Goal of the exercise:
In the entries below, find the lines with the word "export" and copy them.

Record extracts:

■ ■ ■

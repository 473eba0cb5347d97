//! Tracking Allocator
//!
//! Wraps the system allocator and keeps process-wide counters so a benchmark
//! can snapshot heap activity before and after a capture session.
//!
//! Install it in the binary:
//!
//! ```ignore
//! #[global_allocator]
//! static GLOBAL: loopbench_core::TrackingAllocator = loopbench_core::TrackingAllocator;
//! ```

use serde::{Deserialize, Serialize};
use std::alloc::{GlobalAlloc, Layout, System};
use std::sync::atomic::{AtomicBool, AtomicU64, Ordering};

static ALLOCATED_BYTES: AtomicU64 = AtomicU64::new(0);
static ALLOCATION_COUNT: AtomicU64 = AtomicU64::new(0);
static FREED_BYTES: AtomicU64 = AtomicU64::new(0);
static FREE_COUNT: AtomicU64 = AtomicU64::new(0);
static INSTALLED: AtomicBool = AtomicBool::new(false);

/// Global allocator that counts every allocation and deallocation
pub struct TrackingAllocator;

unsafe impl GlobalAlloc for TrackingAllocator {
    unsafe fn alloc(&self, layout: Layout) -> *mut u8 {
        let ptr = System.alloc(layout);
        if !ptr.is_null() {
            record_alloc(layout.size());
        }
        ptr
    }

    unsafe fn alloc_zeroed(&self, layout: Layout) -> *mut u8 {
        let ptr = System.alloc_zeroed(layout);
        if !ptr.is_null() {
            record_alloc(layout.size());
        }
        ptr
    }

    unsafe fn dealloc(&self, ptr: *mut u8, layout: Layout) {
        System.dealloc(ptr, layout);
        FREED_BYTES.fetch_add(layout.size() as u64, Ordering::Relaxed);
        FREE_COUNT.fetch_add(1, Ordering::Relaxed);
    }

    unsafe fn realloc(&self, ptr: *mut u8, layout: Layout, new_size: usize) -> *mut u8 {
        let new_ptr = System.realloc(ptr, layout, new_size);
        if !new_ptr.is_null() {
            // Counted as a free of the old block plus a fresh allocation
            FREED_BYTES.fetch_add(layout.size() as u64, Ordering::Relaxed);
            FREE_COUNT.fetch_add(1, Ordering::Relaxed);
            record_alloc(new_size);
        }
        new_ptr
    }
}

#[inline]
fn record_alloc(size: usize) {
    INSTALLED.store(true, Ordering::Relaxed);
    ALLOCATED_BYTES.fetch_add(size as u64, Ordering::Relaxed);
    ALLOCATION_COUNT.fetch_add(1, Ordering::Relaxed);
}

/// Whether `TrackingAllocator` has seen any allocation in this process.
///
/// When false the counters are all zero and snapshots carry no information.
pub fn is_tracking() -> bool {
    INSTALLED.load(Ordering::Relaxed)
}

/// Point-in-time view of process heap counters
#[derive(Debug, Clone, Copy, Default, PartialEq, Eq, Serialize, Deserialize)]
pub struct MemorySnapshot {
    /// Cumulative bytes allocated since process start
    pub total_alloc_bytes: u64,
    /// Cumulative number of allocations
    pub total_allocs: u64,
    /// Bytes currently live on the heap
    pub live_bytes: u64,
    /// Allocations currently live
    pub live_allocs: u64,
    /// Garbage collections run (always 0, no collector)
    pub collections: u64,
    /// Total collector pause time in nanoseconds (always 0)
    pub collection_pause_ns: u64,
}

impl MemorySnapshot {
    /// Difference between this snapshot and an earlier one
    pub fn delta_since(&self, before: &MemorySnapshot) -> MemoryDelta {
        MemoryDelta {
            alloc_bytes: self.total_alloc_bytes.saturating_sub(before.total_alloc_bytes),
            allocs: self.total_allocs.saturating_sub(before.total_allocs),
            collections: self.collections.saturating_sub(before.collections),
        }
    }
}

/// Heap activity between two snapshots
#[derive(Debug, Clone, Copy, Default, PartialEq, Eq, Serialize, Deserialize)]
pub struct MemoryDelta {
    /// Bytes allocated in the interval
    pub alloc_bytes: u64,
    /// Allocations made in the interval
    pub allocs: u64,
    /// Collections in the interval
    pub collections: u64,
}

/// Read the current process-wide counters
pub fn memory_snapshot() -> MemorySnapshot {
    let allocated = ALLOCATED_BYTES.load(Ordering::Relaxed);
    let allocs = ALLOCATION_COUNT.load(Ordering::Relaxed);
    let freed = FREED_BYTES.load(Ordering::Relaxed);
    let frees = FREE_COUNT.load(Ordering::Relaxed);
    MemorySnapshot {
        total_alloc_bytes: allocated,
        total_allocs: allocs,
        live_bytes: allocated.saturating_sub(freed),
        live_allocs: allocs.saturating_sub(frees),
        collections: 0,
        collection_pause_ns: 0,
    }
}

■ ■ ■

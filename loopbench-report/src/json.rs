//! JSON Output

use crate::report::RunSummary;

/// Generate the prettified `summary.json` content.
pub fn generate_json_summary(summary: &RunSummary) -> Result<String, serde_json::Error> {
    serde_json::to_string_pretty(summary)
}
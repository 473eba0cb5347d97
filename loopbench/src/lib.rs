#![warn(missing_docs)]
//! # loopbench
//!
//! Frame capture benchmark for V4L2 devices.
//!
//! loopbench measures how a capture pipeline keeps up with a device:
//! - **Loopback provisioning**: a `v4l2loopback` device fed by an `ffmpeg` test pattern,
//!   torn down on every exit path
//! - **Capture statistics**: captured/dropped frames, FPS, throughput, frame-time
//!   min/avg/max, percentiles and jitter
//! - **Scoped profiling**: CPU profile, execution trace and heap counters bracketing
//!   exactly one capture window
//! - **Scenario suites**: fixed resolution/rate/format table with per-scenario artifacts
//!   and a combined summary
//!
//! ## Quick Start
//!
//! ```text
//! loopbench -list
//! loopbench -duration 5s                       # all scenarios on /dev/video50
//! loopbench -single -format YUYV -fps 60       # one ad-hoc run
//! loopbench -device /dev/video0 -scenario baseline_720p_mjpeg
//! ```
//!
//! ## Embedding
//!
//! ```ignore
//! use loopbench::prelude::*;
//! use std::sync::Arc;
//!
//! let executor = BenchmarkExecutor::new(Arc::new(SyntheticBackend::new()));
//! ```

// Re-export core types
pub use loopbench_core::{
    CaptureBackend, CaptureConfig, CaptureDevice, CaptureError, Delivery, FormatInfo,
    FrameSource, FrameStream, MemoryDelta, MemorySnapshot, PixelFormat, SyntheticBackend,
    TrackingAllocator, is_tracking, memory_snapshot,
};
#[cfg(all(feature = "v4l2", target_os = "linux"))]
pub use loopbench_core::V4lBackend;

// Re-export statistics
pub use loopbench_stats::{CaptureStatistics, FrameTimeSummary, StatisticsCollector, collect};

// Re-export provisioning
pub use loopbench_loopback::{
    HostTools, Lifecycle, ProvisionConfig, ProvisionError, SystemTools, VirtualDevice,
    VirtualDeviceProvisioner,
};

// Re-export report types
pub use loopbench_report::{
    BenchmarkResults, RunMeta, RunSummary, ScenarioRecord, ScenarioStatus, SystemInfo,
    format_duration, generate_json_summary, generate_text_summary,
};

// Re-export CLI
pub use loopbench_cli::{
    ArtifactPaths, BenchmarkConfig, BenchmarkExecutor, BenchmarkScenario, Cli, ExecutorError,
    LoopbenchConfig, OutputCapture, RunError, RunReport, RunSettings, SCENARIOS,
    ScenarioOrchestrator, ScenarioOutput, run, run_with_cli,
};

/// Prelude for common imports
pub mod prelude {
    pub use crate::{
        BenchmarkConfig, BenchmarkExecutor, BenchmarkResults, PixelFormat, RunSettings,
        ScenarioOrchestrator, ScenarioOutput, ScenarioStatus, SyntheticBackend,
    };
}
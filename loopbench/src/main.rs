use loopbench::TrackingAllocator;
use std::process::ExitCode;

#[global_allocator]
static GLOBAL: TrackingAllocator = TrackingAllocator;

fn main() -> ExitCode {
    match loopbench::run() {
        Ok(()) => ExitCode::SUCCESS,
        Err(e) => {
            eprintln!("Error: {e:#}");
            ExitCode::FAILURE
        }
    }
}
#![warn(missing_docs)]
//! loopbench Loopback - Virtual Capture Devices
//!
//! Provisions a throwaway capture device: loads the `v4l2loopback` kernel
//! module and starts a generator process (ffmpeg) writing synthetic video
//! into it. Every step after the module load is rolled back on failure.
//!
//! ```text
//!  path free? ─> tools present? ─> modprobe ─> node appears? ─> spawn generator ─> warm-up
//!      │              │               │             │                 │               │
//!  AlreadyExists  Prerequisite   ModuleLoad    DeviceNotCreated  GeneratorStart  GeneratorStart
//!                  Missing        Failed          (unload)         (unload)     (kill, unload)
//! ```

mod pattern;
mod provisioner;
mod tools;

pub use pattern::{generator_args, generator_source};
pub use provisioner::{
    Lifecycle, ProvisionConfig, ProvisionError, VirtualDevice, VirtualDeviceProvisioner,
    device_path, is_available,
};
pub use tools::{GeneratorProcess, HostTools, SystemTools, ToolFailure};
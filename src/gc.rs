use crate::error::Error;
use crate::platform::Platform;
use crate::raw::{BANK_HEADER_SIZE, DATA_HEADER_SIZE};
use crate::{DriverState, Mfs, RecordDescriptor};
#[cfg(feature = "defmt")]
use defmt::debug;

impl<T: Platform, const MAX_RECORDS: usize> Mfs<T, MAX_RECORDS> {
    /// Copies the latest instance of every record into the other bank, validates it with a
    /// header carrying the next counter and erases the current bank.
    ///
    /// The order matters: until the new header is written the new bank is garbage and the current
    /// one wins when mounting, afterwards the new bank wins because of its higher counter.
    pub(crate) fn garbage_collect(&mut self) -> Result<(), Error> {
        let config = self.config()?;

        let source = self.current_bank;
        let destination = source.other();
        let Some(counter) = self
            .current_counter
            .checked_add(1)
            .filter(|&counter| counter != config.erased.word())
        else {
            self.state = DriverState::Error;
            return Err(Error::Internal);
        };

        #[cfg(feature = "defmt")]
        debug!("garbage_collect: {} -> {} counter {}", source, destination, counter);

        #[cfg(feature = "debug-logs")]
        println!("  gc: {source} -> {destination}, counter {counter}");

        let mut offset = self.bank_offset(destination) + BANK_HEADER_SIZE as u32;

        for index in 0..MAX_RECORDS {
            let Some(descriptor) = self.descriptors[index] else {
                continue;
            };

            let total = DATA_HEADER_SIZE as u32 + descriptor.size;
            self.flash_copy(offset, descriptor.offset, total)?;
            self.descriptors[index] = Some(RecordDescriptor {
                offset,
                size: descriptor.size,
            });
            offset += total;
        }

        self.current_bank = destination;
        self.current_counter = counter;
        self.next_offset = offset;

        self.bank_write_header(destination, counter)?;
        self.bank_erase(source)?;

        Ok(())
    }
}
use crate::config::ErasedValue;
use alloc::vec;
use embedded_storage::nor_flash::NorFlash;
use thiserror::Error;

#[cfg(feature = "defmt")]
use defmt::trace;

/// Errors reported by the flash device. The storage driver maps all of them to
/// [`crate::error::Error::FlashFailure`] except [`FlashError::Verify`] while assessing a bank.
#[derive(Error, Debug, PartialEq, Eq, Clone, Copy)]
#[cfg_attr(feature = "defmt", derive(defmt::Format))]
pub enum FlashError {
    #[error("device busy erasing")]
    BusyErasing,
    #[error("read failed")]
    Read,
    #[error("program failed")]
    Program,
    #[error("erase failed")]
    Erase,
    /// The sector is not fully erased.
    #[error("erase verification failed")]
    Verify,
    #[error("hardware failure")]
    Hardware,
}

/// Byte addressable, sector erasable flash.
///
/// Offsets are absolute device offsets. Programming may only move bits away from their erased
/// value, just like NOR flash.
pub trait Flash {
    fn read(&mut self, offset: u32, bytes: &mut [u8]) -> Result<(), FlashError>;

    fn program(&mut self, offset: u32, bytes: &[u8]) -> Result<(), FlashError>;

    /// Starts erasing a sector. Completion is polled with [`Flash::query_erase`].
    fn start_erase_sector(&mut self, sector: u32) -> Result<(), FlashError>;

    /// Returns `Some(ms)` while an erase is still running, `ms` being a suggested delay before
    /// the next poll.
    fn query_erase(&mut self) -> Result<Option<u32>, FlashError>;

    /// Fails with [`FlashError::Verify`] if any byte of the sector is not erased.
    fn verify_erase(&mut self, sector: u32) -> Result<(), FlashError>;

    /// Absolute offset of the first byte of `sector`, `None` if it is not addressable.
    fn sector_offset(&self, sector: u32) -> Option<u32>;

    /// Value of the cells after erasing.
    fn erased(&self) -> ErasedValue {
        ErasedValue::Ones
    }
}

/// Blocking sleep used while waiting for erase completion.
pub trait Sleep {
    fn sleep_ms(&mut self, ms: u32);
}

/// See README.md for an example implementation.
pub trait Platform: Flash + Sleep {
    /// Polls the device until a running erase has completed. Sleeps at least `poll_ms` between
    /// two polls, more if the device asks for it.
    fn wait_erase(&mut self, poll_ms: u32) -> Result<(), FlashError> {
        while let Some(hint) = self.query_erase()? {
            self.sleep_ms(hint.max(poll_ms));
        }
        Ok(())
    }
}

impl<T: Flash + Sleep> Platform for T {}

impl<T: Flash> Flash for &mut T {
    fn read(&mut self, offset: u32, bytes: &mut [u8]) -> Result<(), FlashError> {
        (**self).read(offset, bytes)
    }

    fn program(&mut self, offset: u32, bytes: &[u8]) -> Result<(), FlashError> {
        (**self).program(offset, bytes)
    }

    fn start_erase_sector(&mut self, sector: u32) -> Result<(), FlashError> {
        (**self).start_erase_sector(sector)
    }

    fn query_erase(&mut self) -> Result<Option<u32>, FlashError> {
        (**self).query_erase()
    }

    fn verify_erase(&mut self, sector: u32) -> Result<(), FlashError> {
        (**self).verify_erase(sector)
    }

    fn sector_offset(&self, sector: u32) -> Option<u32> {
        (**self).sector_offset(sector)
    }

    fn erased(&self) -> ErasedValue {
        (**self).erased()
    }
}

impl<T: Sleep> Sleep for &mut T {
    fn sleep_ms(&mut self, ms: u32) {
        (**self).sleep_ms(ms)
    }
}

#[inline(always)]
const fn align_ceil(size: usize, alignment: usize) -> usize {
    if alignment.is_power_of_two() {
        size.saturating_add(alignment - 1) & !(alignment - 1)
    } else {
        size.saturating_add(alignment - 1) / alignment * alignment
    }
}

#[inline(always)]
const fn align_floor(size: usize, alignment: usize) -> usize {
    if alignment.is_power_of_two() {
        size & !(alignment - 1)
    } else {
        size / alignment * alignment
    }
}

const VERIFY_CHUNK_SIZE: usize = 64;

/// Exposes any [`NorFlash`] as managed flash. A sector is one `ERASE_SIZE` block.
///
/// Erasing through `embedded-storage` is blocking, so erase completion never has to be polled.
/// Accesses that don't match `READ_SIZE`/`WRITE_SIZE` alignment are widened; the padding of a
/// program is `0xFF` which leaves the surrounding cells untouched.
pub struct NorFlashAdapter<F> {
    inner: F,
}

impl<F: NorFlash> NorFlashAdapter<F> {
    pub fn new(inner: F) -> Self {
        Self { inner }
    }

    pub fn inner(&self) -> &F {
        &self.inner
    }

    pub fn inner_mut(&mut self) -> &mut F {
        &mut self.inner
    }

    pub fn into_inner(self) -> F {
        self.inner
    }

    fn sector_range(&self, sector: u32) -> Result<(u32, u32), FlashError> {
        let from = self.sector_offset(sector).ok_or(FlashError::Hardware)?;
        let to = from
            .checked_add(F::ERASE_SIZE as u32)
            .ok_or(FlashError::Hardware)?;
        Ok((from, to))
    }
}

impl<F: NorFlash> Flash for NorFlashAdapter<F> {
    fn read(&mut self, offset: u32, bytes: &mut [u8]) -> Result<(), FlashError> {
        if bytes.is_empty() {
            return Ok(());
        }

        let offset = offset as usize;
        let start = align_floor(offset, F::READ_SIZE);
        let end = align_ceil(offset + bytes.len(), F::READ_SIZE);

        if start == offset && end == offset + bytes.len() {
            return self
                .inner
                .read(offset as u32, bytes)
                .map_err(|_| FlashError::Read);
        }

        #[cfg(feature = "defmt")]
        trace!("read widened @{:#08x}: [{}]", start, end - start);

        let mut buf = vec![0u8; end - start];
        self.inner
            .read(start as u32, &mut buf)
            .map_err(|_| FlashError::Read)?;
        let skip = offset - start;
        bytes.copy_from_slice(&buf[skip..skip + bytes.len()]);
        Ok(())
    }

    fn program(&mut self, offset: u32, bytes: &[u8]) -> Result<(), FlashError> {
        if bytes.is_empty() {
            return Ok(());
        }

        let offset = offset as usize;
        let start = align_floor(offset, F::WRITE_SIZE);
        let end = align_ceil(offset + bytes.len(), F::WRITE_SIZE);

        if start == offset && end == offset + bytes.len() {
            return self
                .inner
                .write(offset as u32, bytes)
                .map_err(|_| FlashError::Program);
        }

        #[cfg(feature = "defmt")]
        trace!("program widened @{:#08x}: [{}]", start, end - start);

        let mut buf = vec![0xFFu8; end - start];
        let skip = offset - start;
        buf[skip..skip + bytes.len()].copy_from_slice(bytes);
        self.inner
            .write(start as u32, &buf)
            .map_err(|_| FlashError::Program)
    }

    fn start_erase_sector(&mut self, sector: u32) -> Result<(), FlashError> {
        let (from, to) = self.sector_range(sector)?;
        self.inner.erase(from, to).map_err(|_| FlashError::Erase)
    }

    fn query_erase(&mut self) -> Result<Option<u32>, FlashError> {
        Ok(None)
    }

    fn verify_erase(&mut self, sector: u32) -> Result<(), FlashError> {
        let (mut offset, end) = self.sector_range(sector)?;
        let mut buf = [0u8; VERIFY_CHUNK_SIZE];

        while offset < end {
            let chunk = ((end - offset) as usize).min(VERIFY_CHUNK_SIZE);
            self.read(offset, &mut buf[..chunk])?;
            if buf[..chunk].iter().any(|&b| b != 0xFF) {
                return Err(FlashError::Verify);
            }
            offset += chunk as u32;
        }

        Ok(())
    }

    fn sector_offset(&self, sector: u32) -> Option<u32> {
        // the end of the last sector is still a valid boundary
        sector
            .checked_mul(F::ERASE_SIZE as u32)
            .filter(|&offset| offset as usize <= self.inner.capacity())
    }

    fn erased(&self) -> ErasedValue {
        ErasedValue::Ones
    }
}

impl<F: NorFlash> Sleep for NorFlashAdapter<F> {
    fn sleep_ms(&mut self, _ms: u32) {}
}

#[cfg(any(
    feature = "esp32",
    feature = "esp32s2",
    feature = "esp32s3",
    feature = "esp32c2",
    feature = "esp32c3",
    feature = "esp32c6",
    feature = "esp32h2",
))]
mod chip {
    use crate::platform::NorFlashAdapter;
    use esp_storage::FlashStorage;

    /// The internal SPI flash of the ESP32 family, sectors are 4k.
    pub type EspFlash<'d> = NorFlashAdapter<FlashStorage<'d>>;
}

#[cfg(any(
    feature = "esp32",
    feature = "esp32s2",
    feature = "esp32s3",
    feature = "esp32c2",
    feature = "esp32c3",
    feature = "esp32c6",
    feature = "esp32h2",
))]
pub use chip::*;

■ ■ ■

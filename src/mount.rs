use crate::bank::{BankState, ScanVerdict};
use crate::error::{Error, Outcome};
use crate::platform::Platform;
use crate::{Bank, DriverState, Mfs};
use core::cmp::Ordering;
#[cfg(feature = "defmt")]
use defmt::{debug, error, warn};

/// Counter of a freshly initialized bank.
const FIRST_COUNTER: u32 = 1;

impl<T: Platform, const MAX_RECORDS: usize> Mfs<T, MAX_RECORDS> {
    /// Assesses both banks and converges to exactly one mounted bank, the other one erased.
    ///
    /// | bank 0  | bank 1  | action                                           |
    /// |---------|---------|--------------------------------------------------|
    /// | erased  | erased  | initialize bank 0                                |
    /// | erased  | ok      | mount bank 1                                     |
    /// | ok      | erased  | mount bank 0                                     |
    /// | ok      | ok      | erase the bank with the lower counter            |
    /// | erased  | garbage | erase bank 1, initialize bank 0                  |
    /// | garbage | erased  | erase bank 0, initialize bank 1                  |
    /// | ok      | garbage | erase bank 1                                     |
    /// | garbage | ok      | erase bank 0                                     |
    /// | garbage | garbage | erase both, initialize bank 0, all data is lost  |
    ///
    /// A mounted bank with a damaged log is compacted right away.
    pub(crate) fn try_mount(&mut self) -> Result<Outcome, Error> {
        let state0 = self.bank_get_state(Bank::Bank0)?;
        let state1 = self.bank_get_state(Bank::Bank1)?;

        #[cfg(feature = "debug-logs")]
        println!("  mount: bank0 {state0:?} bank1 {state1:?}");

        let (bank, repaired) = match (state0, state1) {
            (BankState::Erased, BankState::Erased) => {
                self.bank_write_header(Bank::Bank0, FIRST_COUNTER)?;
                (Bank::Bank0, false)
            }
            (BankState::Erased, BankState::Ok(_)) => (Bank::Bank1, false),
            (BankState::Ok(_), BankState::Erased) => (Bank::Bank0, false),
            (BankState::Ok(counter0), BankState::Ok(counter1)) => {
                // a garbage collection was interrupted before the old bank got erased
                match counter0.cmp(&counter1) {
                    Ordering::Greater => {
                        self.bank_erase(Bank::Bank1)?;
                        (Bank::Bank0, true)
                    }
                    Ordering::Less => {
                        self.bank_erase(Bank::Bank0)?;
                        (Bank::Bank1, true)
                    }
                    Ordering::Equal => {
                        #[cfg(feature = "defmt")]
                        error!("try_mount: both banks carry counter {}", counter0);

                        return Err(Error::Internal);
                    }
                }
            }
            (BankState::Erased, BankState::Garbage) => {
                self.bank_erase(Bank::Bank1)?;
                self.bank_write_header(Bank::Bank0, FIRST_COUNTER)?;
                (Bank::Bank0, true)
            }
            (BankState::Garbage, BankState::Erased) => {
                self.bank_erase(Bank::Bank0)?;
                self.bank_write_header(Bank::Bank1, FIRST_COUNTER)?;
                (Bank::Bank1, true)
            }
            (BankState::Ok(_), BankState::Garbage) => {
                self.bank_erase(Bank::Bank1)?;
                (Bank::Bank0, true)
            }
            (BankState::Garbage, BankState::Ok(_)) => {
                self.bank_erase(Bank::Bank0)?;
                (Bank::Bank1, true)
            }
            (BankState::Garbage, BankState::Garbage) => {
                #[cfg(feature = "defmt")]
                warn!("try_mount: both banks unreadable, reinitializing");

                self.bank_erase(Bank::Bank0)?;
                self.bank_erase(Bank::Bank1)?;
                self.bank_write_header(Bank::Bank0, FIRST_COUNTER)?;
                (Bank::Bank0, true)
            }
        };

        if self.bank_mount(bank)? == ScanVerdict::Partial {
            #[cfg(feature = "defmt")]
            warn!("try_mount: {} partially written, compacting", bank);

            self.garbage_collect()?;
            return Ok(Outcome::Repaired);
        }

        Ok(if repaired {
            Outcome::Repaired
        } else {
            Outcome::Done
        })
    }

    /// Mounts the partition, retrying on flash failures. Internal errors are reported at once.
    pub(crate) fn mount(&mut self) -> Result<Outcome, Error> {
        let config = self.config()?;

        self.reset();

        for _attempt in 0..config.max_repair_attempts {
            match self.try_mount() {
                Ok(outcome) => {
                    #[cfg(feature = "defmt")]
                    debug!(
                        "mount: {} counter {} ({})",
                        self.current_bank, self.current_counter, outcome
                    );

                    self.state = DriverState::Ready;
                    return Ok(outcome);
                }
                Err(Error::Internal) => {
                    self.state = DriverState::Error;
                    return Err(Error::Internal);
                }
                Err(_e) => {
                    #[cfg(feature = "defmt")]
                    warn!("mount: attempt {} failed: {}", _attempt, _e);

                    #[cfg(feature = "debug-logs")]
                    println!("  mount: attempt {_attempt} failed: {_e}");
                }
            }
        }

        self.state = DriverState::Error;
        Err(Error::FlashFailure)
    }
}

■ ■ ■

Solution for this problem:
// Re-export core types
// Re-export statistics
// Re-export provisioning
// Re-export report types
// Re-export CLI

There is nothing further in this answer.